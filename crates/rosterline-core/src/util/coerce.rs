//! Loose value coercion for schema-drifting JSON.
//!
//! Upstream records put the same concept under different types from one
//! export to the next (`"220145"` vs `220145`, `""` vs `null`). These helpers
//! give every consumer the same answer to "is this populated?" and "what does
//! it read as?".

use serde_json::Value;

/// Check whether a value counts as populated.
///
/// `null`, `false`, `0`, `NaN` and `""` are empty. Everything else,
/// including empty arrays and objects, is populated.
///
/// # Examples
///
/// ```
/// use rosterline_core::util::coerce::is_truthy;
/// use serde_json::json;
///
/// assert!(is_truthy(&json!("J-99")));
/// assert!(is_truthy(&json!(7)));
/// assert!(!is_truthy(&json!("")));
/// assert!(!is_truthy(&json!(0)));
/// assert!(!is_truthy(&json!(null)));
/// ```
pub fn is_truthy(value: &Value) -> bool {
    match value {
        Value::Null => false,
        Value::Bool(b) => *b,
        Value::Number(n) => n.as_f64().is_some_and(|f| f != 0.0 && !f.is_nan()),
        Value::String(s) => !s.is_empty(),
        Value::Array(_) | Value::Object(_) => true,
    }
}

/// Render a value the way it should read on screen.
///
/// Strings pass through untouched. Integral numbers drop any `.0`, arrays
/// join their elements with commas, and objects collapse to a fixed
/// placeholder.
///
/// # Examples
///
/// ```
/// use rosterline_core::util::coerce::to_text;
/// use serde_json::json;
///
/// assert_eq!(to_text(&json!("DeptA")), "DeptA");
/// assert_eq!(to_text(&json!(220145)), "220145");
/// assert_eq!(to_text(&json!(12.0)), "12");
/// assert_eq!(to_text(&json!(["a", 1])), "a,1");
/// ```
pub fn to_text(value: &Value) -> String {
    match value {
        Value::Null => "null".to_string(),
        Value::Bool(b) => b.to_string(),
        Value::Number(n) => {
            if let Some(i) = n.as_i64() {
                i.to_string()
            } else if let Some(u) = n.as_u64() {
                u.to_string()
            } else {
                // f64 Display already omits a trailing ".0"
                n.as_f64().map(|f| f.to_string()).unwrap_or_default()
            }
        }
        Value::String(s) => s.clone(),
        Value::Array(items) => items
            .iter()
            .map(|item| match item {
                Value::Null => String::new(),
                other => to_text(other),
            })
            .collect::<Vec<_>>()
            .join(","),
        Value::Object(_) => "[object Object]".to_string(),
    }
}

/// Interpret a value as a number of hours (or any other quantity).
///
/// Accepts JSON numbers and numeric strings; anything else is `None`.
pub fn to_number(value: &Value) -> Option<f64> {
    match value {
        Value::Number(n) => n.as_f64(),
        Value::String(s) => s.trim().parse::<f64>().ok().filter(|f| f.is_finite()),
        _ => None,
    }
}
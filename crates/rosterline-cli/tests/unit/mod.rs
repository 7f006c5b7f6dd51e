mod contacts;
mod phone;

____________

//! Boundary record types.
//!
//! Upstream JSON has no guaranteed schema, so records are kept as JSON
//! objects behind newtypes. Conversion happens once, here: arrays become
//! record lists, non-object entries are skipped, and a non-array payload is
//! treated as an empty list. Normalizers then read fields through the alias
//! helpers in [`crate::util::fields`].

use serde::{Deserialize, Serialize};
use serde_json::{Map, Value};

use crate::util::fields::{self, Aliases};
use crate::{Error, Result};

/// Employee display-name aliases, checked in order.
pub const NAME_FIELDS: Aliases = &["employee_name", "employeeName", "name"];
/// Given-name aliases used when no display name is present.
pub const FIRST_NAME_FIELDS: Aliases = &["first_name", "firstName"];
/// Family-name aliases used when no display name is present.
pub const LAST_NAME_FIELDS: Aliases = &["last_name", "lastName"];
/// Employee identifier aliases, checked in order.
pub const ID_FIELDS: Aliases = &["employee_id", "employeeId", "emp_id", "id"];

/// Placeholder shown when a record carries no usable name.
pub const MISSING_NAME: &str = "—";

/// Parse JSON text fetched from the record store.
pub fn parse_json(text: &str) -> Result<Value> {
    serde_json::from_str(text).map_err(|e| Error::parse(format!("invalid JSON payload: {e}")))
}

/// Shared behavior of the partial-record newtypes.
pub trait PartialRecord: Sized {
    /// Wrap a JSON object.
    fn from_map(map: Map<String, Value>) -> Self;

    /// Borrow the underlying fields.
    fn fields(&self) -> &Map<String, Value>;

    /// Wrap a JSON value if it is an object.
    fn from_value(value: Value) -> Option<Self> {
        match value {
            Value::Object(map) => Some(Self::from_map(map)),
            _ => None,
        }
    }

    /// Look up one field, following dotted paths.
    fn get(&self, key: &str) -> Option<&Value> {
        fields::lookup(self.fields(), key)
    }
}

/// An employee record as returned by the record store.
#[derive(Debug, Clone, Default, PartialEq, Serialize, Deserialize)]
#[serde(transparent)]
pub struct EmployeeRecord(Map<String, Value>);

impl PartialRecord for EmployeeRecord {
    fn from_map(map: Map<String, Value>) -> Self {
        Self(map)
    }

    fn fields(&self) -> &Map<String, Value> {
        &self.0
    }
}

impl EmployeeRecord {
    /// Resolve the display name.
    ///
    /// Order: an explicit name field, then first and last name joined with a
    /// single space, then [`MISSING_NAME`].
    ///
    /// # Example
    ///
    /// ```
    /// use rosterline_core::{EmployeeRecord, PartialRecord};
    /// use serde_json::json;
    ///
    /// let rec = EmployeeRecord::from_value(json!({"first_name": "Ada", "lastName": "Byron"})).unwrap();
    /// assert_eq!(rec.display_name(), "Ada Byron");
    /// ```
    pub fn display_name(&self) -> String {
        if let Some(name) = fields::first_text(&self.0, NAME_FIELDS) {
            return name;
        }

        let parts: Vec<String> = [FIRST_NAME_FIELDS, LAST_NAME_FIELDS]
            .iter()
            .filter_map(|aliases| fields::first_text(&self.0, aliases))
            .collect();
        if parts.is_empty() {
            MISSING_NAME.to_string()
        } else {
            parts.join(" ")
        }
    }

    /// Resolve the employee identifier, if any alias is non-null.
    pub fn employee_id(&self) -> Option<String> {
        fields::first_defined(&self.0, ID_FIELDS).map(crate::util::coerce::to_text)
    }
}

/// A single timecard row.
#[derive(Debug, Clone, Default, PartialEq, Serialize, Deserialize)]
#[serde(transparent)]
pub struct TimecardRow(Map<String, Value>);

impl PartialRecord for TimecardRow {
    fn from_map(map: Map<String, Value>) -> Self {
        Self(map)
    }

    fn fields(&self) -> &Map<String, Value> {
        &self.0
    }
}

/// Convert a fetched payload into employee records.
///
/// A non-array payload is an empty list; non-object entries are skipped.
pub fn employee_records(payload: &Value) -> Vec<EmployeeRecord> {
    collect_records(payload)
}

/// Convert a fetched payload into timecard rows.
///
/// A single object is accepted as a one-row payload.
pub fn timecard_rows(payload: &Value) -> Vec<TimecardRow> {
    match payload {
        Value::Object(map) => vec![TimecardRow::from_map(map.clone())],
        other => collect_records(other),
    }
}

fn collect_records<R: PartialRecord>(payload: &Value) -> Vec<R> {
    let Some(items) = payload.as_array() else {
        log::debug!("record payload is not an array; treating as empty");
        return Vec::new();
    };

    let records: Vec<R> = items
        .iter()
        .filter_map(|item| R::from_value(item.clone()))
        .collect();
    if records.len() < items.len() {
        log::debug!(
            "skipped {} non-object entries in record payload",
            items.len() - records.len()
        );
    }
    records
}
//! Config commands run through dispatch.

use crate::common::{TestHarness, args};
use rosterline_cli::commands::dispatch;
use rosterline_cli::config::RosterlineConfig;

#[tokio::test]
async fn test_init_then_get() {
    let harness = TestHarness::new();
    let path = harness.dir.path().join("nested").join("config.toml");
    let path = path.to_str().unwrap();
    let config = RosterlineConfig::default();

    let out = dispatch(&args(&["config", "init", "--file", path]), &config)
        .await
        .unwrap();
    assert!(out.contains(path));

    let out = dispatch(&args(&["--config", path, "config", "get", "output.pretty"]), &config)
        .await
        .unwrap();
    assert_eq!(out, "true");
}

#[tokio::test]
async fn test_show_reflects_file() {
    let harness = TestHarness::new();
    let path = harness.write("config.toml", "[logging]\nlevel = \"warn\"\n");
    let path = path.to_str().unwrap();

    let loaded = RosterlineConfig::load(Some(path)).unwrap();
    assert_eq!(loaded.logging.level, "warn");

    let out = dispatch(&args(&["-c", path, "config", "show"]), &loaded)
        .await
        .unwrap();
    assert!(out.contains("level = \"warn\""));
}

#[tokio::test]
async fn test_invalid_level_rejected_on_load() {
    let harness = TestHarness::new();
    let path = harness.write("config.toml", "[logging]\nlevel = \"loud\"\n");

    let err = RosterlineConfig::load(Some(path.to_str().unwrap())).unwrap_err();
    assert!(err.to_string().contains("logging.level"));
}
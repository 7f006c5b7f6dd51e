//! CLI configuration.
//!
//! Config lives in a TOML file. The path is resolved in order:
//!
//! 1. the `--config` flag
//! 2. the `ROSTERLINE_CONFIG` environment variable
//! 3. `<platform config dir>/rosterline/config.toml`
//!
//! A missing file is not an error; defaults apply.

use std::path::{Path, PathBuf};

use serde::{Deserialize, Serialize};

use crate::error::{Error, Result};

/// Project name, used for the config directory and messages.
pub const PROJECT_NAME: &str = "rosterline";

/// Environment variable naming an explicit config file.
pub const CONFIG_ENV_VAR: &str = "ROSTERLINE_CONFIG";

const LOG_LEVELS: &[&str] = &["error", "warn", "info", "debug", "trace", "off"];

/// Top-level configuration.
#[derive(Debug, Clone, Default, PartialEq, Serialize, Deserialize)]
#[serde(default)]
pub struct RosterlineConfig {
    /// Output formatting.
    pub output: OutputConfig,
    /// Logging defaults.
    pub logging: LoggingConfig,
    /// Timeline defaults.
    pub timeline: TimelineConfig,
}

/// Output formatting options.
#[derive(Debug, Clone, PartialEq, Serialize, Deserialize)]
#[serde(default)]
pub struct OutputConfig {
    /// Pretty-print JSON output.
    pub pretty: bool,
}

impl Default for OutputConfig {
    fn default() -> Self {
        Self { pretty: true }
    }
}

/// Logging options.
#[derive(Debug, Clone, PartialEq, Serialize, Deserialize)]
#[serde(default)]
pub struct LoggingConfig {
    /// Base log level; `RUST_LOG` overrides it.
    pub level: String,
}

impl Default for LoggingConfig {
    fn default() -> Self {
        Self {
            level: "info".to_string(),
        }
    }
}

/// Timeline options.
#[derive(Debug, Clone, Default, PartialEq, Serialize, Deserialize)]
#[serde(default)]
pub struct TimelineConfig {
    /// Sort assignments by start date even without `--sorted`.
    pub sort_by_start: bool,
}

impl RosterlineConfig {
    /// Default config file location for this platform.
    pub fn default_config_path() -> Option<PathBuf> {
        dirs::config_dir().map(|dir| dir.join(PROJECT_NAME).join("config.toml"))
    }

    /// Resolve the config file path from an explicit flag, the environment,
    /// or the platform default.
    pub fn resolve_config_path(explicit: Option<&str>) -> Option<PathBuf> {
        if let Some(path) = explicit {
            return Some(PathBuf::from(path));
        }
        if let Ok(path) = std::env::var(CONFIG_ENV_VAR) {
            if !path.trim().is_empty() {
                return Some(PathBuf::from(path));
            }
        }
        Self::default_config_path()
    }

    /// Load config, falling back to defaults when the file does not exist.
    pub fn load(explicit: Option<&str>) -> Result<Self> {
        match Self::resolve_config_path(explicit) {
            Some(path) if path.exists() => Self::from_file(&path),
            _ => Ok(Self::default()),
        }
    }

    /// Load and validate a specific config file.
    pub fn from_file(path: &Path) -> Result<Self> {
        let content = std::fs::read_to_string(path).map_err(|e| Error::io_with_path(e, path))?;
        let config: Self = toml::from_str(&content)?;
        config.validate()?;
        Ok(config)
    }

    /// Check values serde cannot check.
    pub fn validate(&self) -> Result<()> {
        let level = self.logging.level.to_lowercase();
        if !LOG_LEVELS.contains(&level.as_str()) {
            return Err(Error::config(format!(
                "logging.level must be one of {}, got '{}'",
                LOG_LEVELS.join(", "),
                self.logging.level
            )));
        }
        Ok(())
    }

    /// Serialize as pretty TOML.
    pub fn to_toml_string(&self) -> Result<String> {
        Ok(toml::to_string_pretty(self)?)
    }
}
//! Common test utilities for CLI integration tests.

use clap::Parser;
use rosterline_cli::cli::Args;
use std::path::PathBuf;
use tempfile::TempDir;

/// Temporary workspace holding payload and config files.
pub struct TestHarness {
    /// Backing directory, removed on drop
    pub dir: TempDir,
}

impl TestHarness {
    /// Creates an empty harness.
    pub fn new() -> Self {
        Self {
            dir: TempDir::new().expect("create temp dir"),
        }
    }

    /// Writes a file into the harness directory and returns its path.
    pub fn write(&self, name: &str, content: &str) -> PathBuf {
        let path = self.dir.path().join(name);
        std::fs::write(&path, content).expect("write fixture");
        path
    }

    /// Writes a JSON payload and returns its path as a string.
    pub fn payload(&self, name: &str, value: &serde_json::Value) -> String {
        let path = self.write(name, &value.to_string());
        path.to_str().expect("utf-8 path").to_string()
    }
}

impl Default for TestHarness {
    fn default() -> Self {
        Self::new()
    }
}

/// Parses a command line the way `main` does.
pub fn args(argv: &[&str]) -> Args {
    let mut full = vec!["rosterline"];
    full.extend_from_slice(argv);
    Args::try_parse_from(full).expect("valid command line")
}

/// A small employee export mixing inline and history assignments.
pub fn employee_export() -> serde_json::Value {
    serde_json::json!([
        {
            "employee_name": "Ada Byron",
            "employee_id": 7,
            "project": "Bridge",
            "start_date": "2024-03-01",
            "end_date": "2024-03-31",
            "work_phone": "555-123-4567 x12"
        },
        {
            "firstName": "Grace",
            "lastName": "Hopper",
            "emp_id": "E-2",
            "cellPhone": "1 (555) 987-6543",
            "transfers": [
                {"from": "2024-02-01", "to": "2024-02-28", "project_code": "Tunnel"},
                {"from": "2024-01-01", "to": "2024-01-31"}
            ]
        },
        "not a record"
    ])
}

____________

- TASK DETAILS
Say how many lines above contain the string "populated", writing only the number.

- THE COMPLETED TASK
3